Something I hear about a lot from people in my workshops and via email is how hard it is to deal with rejection (and I know quite a bit about it from personal experience, too). There is a way to shift our perspective that can be useful. For example, let's say you've been submitting your novel and getting rejections. Your energy and motivation will stay high for a little while, then probably it will begin to sink and you start wondering whether the book is any good, whether anybody will ever like it enough to want to publish it, etc. Here's how that might look on a chart:
When your energy and motivation run out totally, you stop submitting the manuscript. Not a good feeling! But in fact this task is only a part of the process. First you had the idea, then you developed it, maybe into an outline. Then you wrote a first draft, second draft, maybe third and fourth draft. At each of these stages you may have had some doubts and energy loss, but as you achieve each stage your energy level gets higher again. Submitting your manuscript and harvesting a bunch of rejections is only one stage of a longer journey.
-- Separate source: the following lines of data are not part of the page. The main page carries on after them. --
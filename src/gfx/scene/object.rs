//! # Scene Objects
//!
//! The renderable projection of the model. A [`SceneObject`] stands for one
//! node and a [`Connector`] for one parent to child edge. Neither holds a
//! reference back into the model; both are addressed by node id.

use cgmath::Vector3;

use crate::gfx::color::Color;
use crate::gfx::picking::Aabb;
use crate::model::Node;

/// Edge length of a node's box at scale 1.0
pub const BOX_SIZE: f32 = 0.6;

/// `(parent id, child id)`
pub type ConnectorKey = (String, String);

/// One node as the renderer sees it.
#[derive(Debug, Clone, PartialEq)]
pub struct SceneObject {
    pub node_id: String,
    pub name: String,
    pub position: Vector3<f32>,
    pub scale: f32,
    pub color: Color,
    /// Radians per reference frame; zero when animation is off
    pub spin_speed: f32,
    /// Accumulated spin, discarded on rebuild
    pub rotation: f32,
}

impl SceneObject {
    pub fn from_node(node: &Node, color: Color, spin_speed: f32) -> Self {
        Self {
            node_id: node.id.clone(),
            name: node.name.clone(),
            position: node.position(),
            scale: node.scale,
            color,
            spin_speed,
            rotation: 0.0,
        }
    }

    /// Box used for picking
    pub fn bounds(&self) -> Aabb {
        Aabb::from_center(self.position, BOX_SIZE * 0.5 * self.scale)
    }
}

/// A line from a parent's object to a child's object.
#[derive(Debug, Clone, PartialEq)]
pub struct Connector {
    pub parent_id: String,
    pub child_id: String,
    pub start: Vector3<f32>,
    pub end: Vector3<f32>,
    /// The parent's color
    pub color: Color,
}

impl Connector {
    pub fn between(parent: &SceneObject, child: &SceneObject) -> Self {
        Self {
            parent_id: parent.node_id.clone(),
            child_id: child.node_id.clone(),
            start: parent.position,
            end: child.position,
            color: parent.color,
        }
    }

    pub fn key(&self) -> ConnectorKey {
        (self.parent_id.clone(), self.child_id.clone())
    }

    pub fn touches(&self, node_id: &str) -> bool {
        self.parent_id == node_id || self.child_id == node_id
    }
}
//! `#rrggbb` colors as they appear in the model, and their linear float form
//! for render export.

use std::fmt;

use crate::error::{EditorError, Result};

/// An opaque 8-bit-per-channel color.
#[derive(Debug, Clone, Copy, PartialEq, Eq, Hash)]
pub struct Color {
    pub r: u8,
    pub g: u8,
    pub b: u8,
}

impl Color {
    pub const fn new(r: u8, g: u8, b: u8) -> Self {
        Self { r, g, b }
    }

    /// Parse `#rrggbb` (the leading `#` is optional, case is ignored)
    pub fn from_hex(hex: &str) -> Option<Self> {
        let digits = hex.strip_prefix('#').unwrap_or(hex);
        if digits.len() != 6 || !digits.bytes().all(|b| b.is_ascii_hexdigit()) {
            return None;
        }
        let channel = |range: std::ops::Range<usize>| u8::from_str_radix(&digits[range], 16).ok();
        Some(Self::new(channel(0..2)?, channel(2..4)?, channel(4..6)?))
    }

    /// Like [`from_hex`](Self::from_hex) but reports the bad value
    pub fn parse(hex: &str) -> Result<Self> {
        Self::from_hex(hex).ok_or_else(|| EditorError::InvalidColor(hex.to_string()))
    }

    /// Lower-case `#rrggbb`
    pub fn to_hex(&self) -> String {
        format!("#{:02x}{:02x}{:02x}", self.r, self.g, self.b)
    }

    /// Channels in `0.0..=1.0` with full alpha
    pub fn to_rgba(&self) -> [f32; 4] {
        [
            self.r as f32 / 255.0,
            self.g as f32 / 255.0,
            self.b as f32 / 255.0,
            1.0,
        ]
    }

    pub fn to_rgb(&self) -> [f32; 3] {
        let [r, g, b, _] = self.to_rgba();
        [r, g, b]
    }
}

impl fmt::Display for Color {
    fn fmt(&self, f: &mut fmt::Formatter<'_>) -> fmt::Result {
        f.write_str(&self.to_hex())
    }
}
//! # Ray Picking
//!
//! Rays and axis-aligned boxes for hit-testing scene objects and gizmo
//! handles. The input collaborator is responsible for turning a pointer
//! position into a world-space [`Ray`]; everything here works in world
//! space only.
//!
//! ## Usage
//!
//! ```
//! use archgraph::gfx::picking::{Aabb, Ray};
//! use cgmath::Vector3;
//!
//! let ray = Ray::new(Vector3::new(0.0, 0.0, -5.0), Vector3::new(0.0, 0.0, 2.0));
//! let cube = Aabb::from_center(Vector3::new(0.0, 0.0, 0.0), 0.5);
//! assert_eq!(cube.intersect_ray(&ray), Some(4.5));
//! ```

use cgmath::{ElementWise, InnerSpace, Vector3};

/// A 3D ray for intersection testing
#[derive(Debug, Clone, Copy, PartialEq)]
pub struct Ray {
    /// Ray origin point in world space
    pub origin: Vector3<f32>,
    /// Ray direction (normalized)
    pub direction: Vector3<f32>,
}

impl Ray {
    /// Create a ray; `direction` is normalized
    pub fn new(origin: Vector3<f32>, direction: Vector3<f32>) -> Self {
        Self {
            origin,
            direction: direction.normalize(),
        }
    }

    /// Point along the ray at distance `t`
    pub fn point_at(&self, t: f32) -> Vector3<f32> {
        self.origin + self.direction * t
    }
}

/// Axis-aligned bounding box
#[derive(Debug, Clone, Copy, PartialEq)]
pub struct Aabb {
    pub min: Vector3<f32>,
    pub max: Vector3<f32>,
}

impl Aabb {
    pub fn new(min: Vector3<f32>, max: Vector3<f32>) -> Self {
        Self { min, max }
    }

    /// Cube of half-size `half_extent` around `center`
    pub fn from_center(center: Vector3<f32>, half_extent: f32) -> Self {
        Self::from_center_extents(center, Vector3::new(half_extent, half_extent, half_extent))
    }

    pub fn from_center_extents(center: Vector3<f32>, half_extents: Vector3<f32>) -> Self {
        Self::new(center - half_extents, center + half_extents)
    }

    pub fn center(&self) -> Vector3<f32> {
        (self.min + self.max) * 0.5
    }

    pub fn contains(&self, point: Vector3<f32>) -> bool {
        (self.min.x..=self.max.x).contains(&point.x)
            && (self.min.y..=self.max.y).contains(&point.y)
            && (self.min.z..=self.max.z).contains(&point.z)
    }

    /// Slab test. Returns the distance along the ray to the entry point, or
    /// to the exit point when the origin is inside the box.
    pub fn intersect_ray(&self, ray: &Ray) -> Option<f32> {
        let inv_dir = Vector3::new(
            1.0 / ray.direction.x,
            1.0 / ray.direction.y,
            1.0 / ray.direction.z,
        );

        let t_min = (self.min - ray.origin).mul_element_wise(inv_dir);
        let t_max = (self.max - ray.origin).mul_element_wise(inv_dir);

        let t1 = Vector3::new(
            t_min.x.min(t_max.x),
            t_min.y.min(t_max.y),
            t_min.z.min(t_max.z),
        );
        let t2 = Vector3::new(
            t_min.x.max(t_max.x),
            t_min.y.max(t_max.y),
            t_min.z.max(t_max.z),
        );

        let t_near = t1.x.max(t1.y).max(t1.z);
        let t_far = t2.x.min(t2.y).min(t2.z);

        if t_near <= t_far && t_far >= 0.0 {
            Some(if t_near >= 0.0 { t_near } else { t_far })
        } else {
            None
        }
    }
}

/// Result of a pick
#[derive(Debug, Clone, PartialEq)]
pub struct PickResult<K> {
    /// What was hit
    pub key: K,
    /// Distance from the ray origin to the hit
    pub distance: f32,
    /// World space intersection point
    pub point: Vector3<f32>,
}

/// Nearest of `candidates` hit by `ray`.
pub fn pick_nearest<K, I>(ray: &Ray, candidates: I) -> Option<PickResult<K>>
where
    I: IntoIterator<Item = (K, Aabb)>,
{
    let mut closest: Option<PickResult<K>> = None;

    for (key, bounds) in candidates {
        let Some(distance) = bounds.intersect_ray(ray) else {
            continue;
        };
        if closest.as_ref().map_or(true, |best| distance < best.distance) {
            closest = Some(PickResult {
                key,
                distance,
                point: ray.point_at(distance),
            });
        }
    }

    closest
}

#[cfg(test)]
mod tests {
    use super::*;

    #[test]
    fn test_ray_aabb_intersection() {
        let aabb = Aabb::new(Vector3::new(-1.0, -1.0, -1.0), Vector3::new(1.0, 1.0, 1.0));

        let ray = Ray::new(Vector3::new(0.0, 0.0, -5.0), Vector3::new(0.0, 0.0, 1.0));
        assert_eq!(aabb.intersect_ray(&ray), Some(4.0));

        let ray_miss = Ray::new(Vector3::new(5.0, 0.0, -5.0), Vector3::new(0.0, 0.0, 1.0));
        assert!(aabb.intersect_ray(&ray_miss).is_none());

        let behind = Ray::new(Vector3::new(0.0, 0.0, 5.0), Vector3::new(0.0, 0.0, 1.0));
        assert!(aabb.intersect_ray(&behind).is_none());

        let inside = Ray::new(Vector3::new(0.0, 0.0, 0.0), Vector3::new(1.0, 0.0, 0.0));
        assert_eq!(aabb.intersect_ray(&inside), Some(1.0));
    }

    #[test]
    fn test_pick_nearest_prefers_closer_box() {
        let ray = Ray::new(Vector3::new(0.0, 0.0, 10.0), Vector3::new(0.0, 0.0, -1.0));
        let candidates = vec![
            ("far", Aabb::from_center(Vector3::new(0.0, 0.0, -3.0), 0.5)),
            ("near", Aabb::from_center(Vector3::new(0.0, 0.0, 3.0), 0.5)),
            ("off", Aabb::from_center(Vector3::new(4.0, 0.0, 5.0), 0.5)),
        ];

        let hit = pick_nearest(&ray, candidates).unwrap();
        assert_eq!(hit.key, "near");
        assert_eq!(hit.distance, 6.5);
        assert_eq!(hit.point, Vector3::new(0.0, 0.0, 3.5));
    }

    #[test]
    fn test_pick_nothing() {
        let ray = Ray::new(Vector3::new(0.0, 0.0, 10.0), Vector3::new(0.0, 1.0, 0.0));
        let hit = pick_nearest(&ray, vec![(1, Aabb::from_center(Vector3::new(0.0, 0.0, 0.0), 1.0))]);
        assert!(hit.is_none());
    }
}
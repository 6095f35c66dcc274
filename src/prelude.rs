//! # Archgraph Prelude
//!
//! Commonly used types in one import.
//!
//! ```
//! use archgraph::prelude::*;
//!
//! let mut editor = archgraph::default();
//! let root = editor.model().root.id.clone();
//! let id = editor.add_child(&root).unwrap();
//! assert!(editor.find_node(&id).is_some());
//! ```

// Re-export core application types
pub use crate::app::DiagramEditor;
pub use crate::config::EditorConfig;
pub use crate::default;
pub use crate::error::{EditorError, Result};

// Re-export model and notification types
pub use crate::events::{ChangeBus, ChangeKind, ChangePayload, NodeChanges, UpdateOptions};
pub use crate::model::{Architecture, LegendEntry, Node};
pub use crate::selection::SelectionEvent;

// Re-export graphics and scene types
pub use crate::gfx::gizmos::{Axis, DragState};
pub use crate::gfx::picking::Ray;
pub use crate::gfx::scene::{SceneGraph, SceneObject};
pub use cgmath::Vector3;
When you see it that way, it might look like this:
Looking at it this way should help you realize that the low energy you feel during the submission/rejection stage is temporary. And you know what? After your energy zooms up when you get a publishing offer, there will STILL be times when it will go down again--when the cover the publisher decides upon isn't really what you had in mind, or when the marketing push they promised you doesn't materialize fully--and those also are just a part of the bigger process.
But, I hear some of you saying, what if nobody ever does want to publish my book? Then, if you believe in it and yourself, it'll be time to get excited and energetic about self-publishing and enter another phase of ups and downs!